不同配伍黄芪药对通过PTGS2调控脂质过氧化改善小鼠糖尿病肾病

doi:10.12122/j.issn.1673-4254.2026.03.13

摘要/Abstract

摘要：

目的探究芪丹地黄颗粒中不同黄芪药对（黄芪丹参药对、黄芪地黄药对、黄芪山药药对）调节糖尿病肾病（DKD）小鼠PTGS2介导的脂质过氧化的不同影响。方法通过网络药理学方法筛选芪丹地黄颗粒中黄芪、丹参、生地黄和山药的活性成分及其作用靶点，构建药对-有效成分-靶点网络，并与DKD相关靶点进行交集分析，构建PPI蛋白互作网络和富集分析。利用分子对接技术验证关键活性成分与PTGS2的结合能力。通过动物实验评估不同黄芪药对对DKD小鼠的影响。30只小鼠随机分为6组（n=5），包括正常对照组、模型组、厄贝沙坦组（50 mg/kg/d）及3个黄芪药对组（黄芪丹参、黄芪地黄、黄芪山药，给药剂量均为6 g/kg/d）。除正常组外，其余各组采用链脲佐菌素（50 mg/kg）诱导DKD模型，造模成功后给予相应药物干预8周。结果网络药理学结果显示芪丹地黄颗粒中各药对的活性成分与DKD相关靶点存在广泛交集，PTGS2为关键靶点。主要活性成分与PTGS2具有良好的结合亲和力。与模型组相比，黄芪-丹参组和黄芪-地黄组小鼠的体质量、空腹血糖、血清肌酐、尿素氮和24 h尿白蛋白水平改善（P<0.05），其中黄芪-丹参组改善最显著；而黄芪-山药组仅在血糖和肌酐水平方面有轻微改善（P<0.05），对尿素氮和尿白蛋白无统计学差异（P>0.05）。PTGS2蛋白表达在模型组升高（P<0.01），黄芪-丹参组显著下调其表达（P<0.01）。黄芪-丹参组显著提高SOD活性（P<0.01），降低MDA含量（P<0.01）并上调GPX4表达（P<0.01）；黄芪-地黄组改善作用相对较弱，黄芪-山药组效果最差。结论芪丹地黄颗粒中3个黄芪药对可在一定程度上通过PTGS2介导的脂质过氧化改善糖尿病肾病，其中黄芪丹参药对效果最为显著。

关键词: 芪丹地黄颗粒, 药对, 糖尿病肾病, 脂质过氧化, PTGS2

Abstract:

Objective To explore the regulatory effects of 3 Astragalus herb pairs (Astragalus-Salvia miltiorrhiza, Astragalus-Rehmannia glutinosa, and Astragalus-Dioscorea opposita) in QidanDihuang Granule on PTGS2-mediated lipid peroxidation in mice with diabetic kidney disease (DKD). Methods Network pharmacology was used to screen active components and targets of Astragalus membranaceus, Salvia miltiorrhiza, Rehmannia glutinosa, and Dioscorea opposita in Qidan Dihuang Granule to construct herb pair-active component-target networks, followed by intersection analysis with DKD-related targets for PPI network construction and enrichment analysis.
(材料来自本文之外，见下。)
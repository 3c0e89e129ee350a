// Copyright 2025 the Slicechart Authors
// SPDX-License-Identifier: Apache-2.0 OR MIT

//! Legend layout.
//!
//! Legends are built in two passes:
//! - Measure: [`LegendSpec::measure`] sizes every key (visual, gap and label)
//!   through a [`TextMeasurer`], truncating labels that could never fit.
//! - Pack: [`pack_rows`] greedily fills rows left to right from those widths.
//!
//! Color keys are packed first; shape keys always start on a fresh row.

use alloc::string::String;
use alloc::vec::Vec;

use kurbo::Rect;
use peniko::color::palette::css;
use peniko::{Brush, Color};
use slicechart_core::{Mark, MarkId, TextAnchor, TextBaseline};
use slicechart_text::{TextMeasurer, TextStyle, truncate_to_width};
use smallvec::SmallVec;

use crate::config::LegendStyle;
use crate::symbol::Symbol;
use crate::z_order;

/// Mark roles within the legend guide.
const ROLE_VISUAL: u8 = 0;
const ROLE_LABEL: u8 = 1;

/// What a legend key draws next to its label.
#[derive(Clone, Copy, Debug, PartialEq)]
pub enum KeyVisual {
    /// A filled square.
    Swatch(Color),
    /// A neutral symbol outline.
    Symbol(Symbol),
}

/// One visual plus label pair.
#[derive(Clone, Debug, PartialEq)]
pub struct LegendKey {
    /// Label text.
    pub label: String,
    /// Visual shown before the label.
    pub visual: KeyVisual,
}

impl LegendKey {
    /// A color key.
    pub fn swatch(label: impl Into<String>, color: Color) -> Self {
        Self {
            label: label.into(),
            visual: KeyVisual::Swatch(color),
        }
    }

    /// A shape key.
    pub fn symbol(label: impl Into<String>, symbol: Symbol) -> Self {
        Self {
            label: label.into(),
            visual: KeyVisual::Symbol(symbol),
        }
    }
}

/// A key after the measure pass.
#[derive(Clone, Debug, PartialEq)]
pub struct MeasuredKey {
    /// Label as it will be drawn (possibly truncated).
    pub label: String,
    /// Full key width: visual, label gap and label.
    pub width: f64,
}

/// A packed row of keys.
#[derive(Clone, Debug, Default, PartialEq)]
pub struct LegendRow {
    /// Indices into the measured key list, left to right.
    pub items: SmallVec<[usize; 8]>,
    /// Keys plus inner gaps.
    pub width: f64,
}

/// Greedy row packing.
///
/// Keys are appended to the current row while `row width + gap + key width`
/// stays within `max_width`; otherwise a new row is started. A key wider than
/// `max_width` on its own occupies a row by itself, which is the only way a row
/// can exceed the limit.
pub fn pack_rows(widths: &[f64], max_width: f64, gap: f64) -> Vec<LegendRow> {
    let mut rows: Vec<LegendRow> = Vec::new();
    let mut current = LegendRow::default();
    for (i, &w) in widths.iter().enumerate() {
        if current.items.is_empty() {
            current.items.push(i);
            current.width = w;
            continue;
        }
        let next = current.width + gap + w;
        if next <= max_width {
            current.items.push(i);
            current.width = next;
        } else {
            rows.push(core::mem::take(&mut current));
            current.items.push(i);
            current.width = w;
        }
    }
    if !current.items.is_empty() {
        rows.push(current);
    }
    rows
}

/// Output of [`LegendSpec::arrange`].
#[derive(Clone, Debug)]
pub struct LegendLayout {
    /// Measured keys, color keys first.
    pub keys: Vec<MeasuredKey>,
    /// Packed rows indexing into `keys`.
    pub rows: Vec<LegendRow>,
    /// Generated marks.
    pub marks: Vec<Mark>,
}

/// Color and shape keys plus styling.
#[derive(Clone, Debug)]
pub struct LegendSpec {
    /// Guide number for [`MarkId::for_guide`].
    pub guide: u16,
    /// Keys for the color encoding.
    pub color_keys: Vec<LegendKey>,
    /// Keys for the shape encoding.
    pub shape_keys: Vec<LegendKey>,
    /// Sizes and gaps.
    pub style: LegendStyle,
    /// Label paint.
    pub text_fill: Brush,
    /// Paint for shape-key symbols.
    pub symbol_fill: Brush,
}

impl LegendSpec {
    /// Creates a legend with default styling.
    pub fn new(guide: u16, color_keys: Vec<LegendKey>, shape_keys: Vec<LegendKey>) -> Self {
        Self {
            guide,
            color_keys,
            shape_keys,
            style: LegendStyle::default(),
            text_fill: css::BLACK.into(),
            symbol_fill: css::GRAY.into(),
        }
    }

    /// Sets sizes and gaps.
    #[must_use]
    pub fn with_style(mut self, style: LegendStyle) -> Self {
        self.style = style;
        self
    }

    fn all_keys(&self) -> impl Iterator<Item = &LegendKey> {
        self.color_keys.iter().chain(self.shape_keys.iter())
    }

    fn text_style(&self) -> TextStyle {
        TextStyle::new(self.style.font_size)
    }

    /// Measure pass: width of every key, color keys first.
    ///
    /// Labels are truncated so that no key is wider than `max_width`. A label
    /// that cannot fit even as a bare ellipsis is dropped, and the key shrinks
    /// to its visual alone, clamped to `max_width` for bands narrower than a
    /// swatch.
    pub fn measure(&self, measurer: &dyn TextMeasurer, max_width: f64) -> Vec<MeasuredKey> {
        let style = self.text_style();
        let visual = self.style.symbol_size + self.style.label_dx;
        let room = max_width - visual;
        let bare = self.style.symbol_size.min(max_width.max(0.0));
        self.all_keys()
            .map(|key| {
                let label = truncate_to_width(measurer, &key.label, &style, room);
                let text_w = measurer.width(&label, &style);
                if room < 0.0 || text_w > room {
                    MeasuredKey {
                        label: String::new(),
                        width: bare,
                    }
                } else {
                    MeasuredKey {
                        label,
                        width: visual + text_w,
                    }
                }
            })
            .collect()
    }

    /// Pack pass over measured keys: color rows, then shape rows.
    pub fn pack(&self, keys: &[MeasuredKey], max_width: f64) -> Vec<LegendRow> {
        let widths: Vec<f64> = keys.iter().map(|k| k.width).collect();
        let split = self.color_keys.len().min(widths.len());
        let mut rows = pack_rows(&widths[..split], max_width, self.style.key_gap);
        for mut row in pack_rows(&widths[split..], max_width, self.style.key_gap) {
            for i in &mut row.items {
                *i += split;
            }
            rows.push(row);
        }
        rows
    }

    /// Measures, packs and emits marks inside `band`.
    ///
    /// Rows run top to bottom from the band's top-left corner. Rows past the
    /// band's bottom edge are still emitted.
    pub fn arrange(&self, measurer: &dyn TextMeasurer, band: Rect) -> LegendLayout {
        let max_width = band.width();
        let keys = self.measure(measurer, max_width);
        let rows = self.pack(&keys, max_width);
        let row_h = self.style.symbol_size.max(self.style.font_size);

        tracing::debug!(
            keys = keys.len(),
            rows = rows.len(),
            max_width,
            height = rows.len() as f64 * (row_h + self.style.row_gap) - self.style.row_gap,
            "legend packed"
        );

        let visuals: Vec<KeyVisual> = self.all_keys().map(|k| k.visual).collect();
        let mut marks = Vec::with_capacity(keys.len() * 2);
        for (r, row) in rows.iter().enumerate() {
            let y = band.y0 + r as f64 * (row_h + self.style.row_gap);
            let mut x = band.x0;
            for &i in &row.items {
                self.push_key(&mut marks, i, &keys[i], visuals[i], x, y, row_h);
                x += keys[i].width + self.style.key_gap;
            }
        }

        LegendLayout { keys, rows, marks }
    }

    fn push_key(
        &self,
        out: &mut Vec<Mark>,
        i: usize,
        key: &MeasuredKey,
        visual: KeyVisual,
        x: f64,
        y: f64,
        row_h: f64,
    ) {
        let size = self.style.symbol_size.min(key.width);
        let id = MarkId::for_guide(self.guide, ROLE_VISUAL, i);
        let visual_mark = match visual {
            KeyVisual::Swatch(color) => {
                let y0 = y + 0.5 * (row_h - size);
                Mark::builder(id)
                    .z_index(z_order::LEGEND_SWATCHES)
                    .class("legend-swatch")
                    .rect(Rect::new(x, y0, x + size, y0 + size))
                    .fill_brush(color)
                    .build()
            }
            KeyVisual::Symbol(symbol) => Mark::builder(id)
                .z_index(z_order::LEGEND_SWATCHES)
                .class("legend-symbol")
                .path(symbol.path(x + 0.5 * size, y + 0.5 * row_h, size))
                .fill_brush(self.symbol_fill.clone())
                .stroke_width(0.0)
                .build(),
        };
        out.push(visual_mark);

        if key.label.is_empty() {
            return;
        }
        out.push(
            Mark::builder(MarkId::for_guide(self.guide, ROLE_LABEL, i))
                .z_index(z_order::LEGEND_LABELS)
                .class("legend-label")
                .text((x + size + self.style.label_dx, y + 0.5 * row_h), key.label.clone())
                .font_size(self.style.font_size)
                .anchor(TextAnchor::Start)
                .baseline(TextBaseline::Middle)
                .fill_brush(self.text_fill.clone())
                .build(),
        );
    }
}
Molecular docking was used to verify the binding of the key active components to PTGS2. In 25 C57BL/6J mouse models of streptozotocin-induced DKD, the therapeutic effects of treatments with saline, irbesartan, and the 3 Astragalus herb pairs (n=5) for 8 weeks were tested, with 5 normal mice serving as the control group. Results Network pharmacology showed extensive intersections between the active components of each herb pair and DKD-related targets, with PTGS2 as the key target. The major active components exhibited good binding affinity to PTGS2. The DKD mouse models in Astragalus-Salvia miltiorrhiza and Astragalus-Rehmannia glutinosa groups, particularly those in the former group, showed significant improvements in body weight, fasting blood glucose, serum creatinine, urea nitrogen, and 24-h urinary albumin. The Astragalus-Dioscorea opposita pair only slightly improved blood glucose and creatinine without improving urea nitrogen or urinary albumin in the mouse models. The Astragalus-Salvia miltiorrhiza pair, but not the other two pairs, markedly reduced the elevation of PTGS2 expression, significantly enhanced SOD activity, reduced MDA content, and upregulated GPX4 expression in the mouse models, and the therapeutic effect was only moderate in Astragalus-Rehmannia glutinosa group and the poorest in Astragalus-Dioscorea opposita group. Conclusion The 3 Astragalus herb pairs from Qidan Dihuang Granule can improve DKD in mice by reducing PTGS2-mediated lipid peroxidation, and the Astragalus-Salvia miltiorrhiza pair shows the strongest efficacy.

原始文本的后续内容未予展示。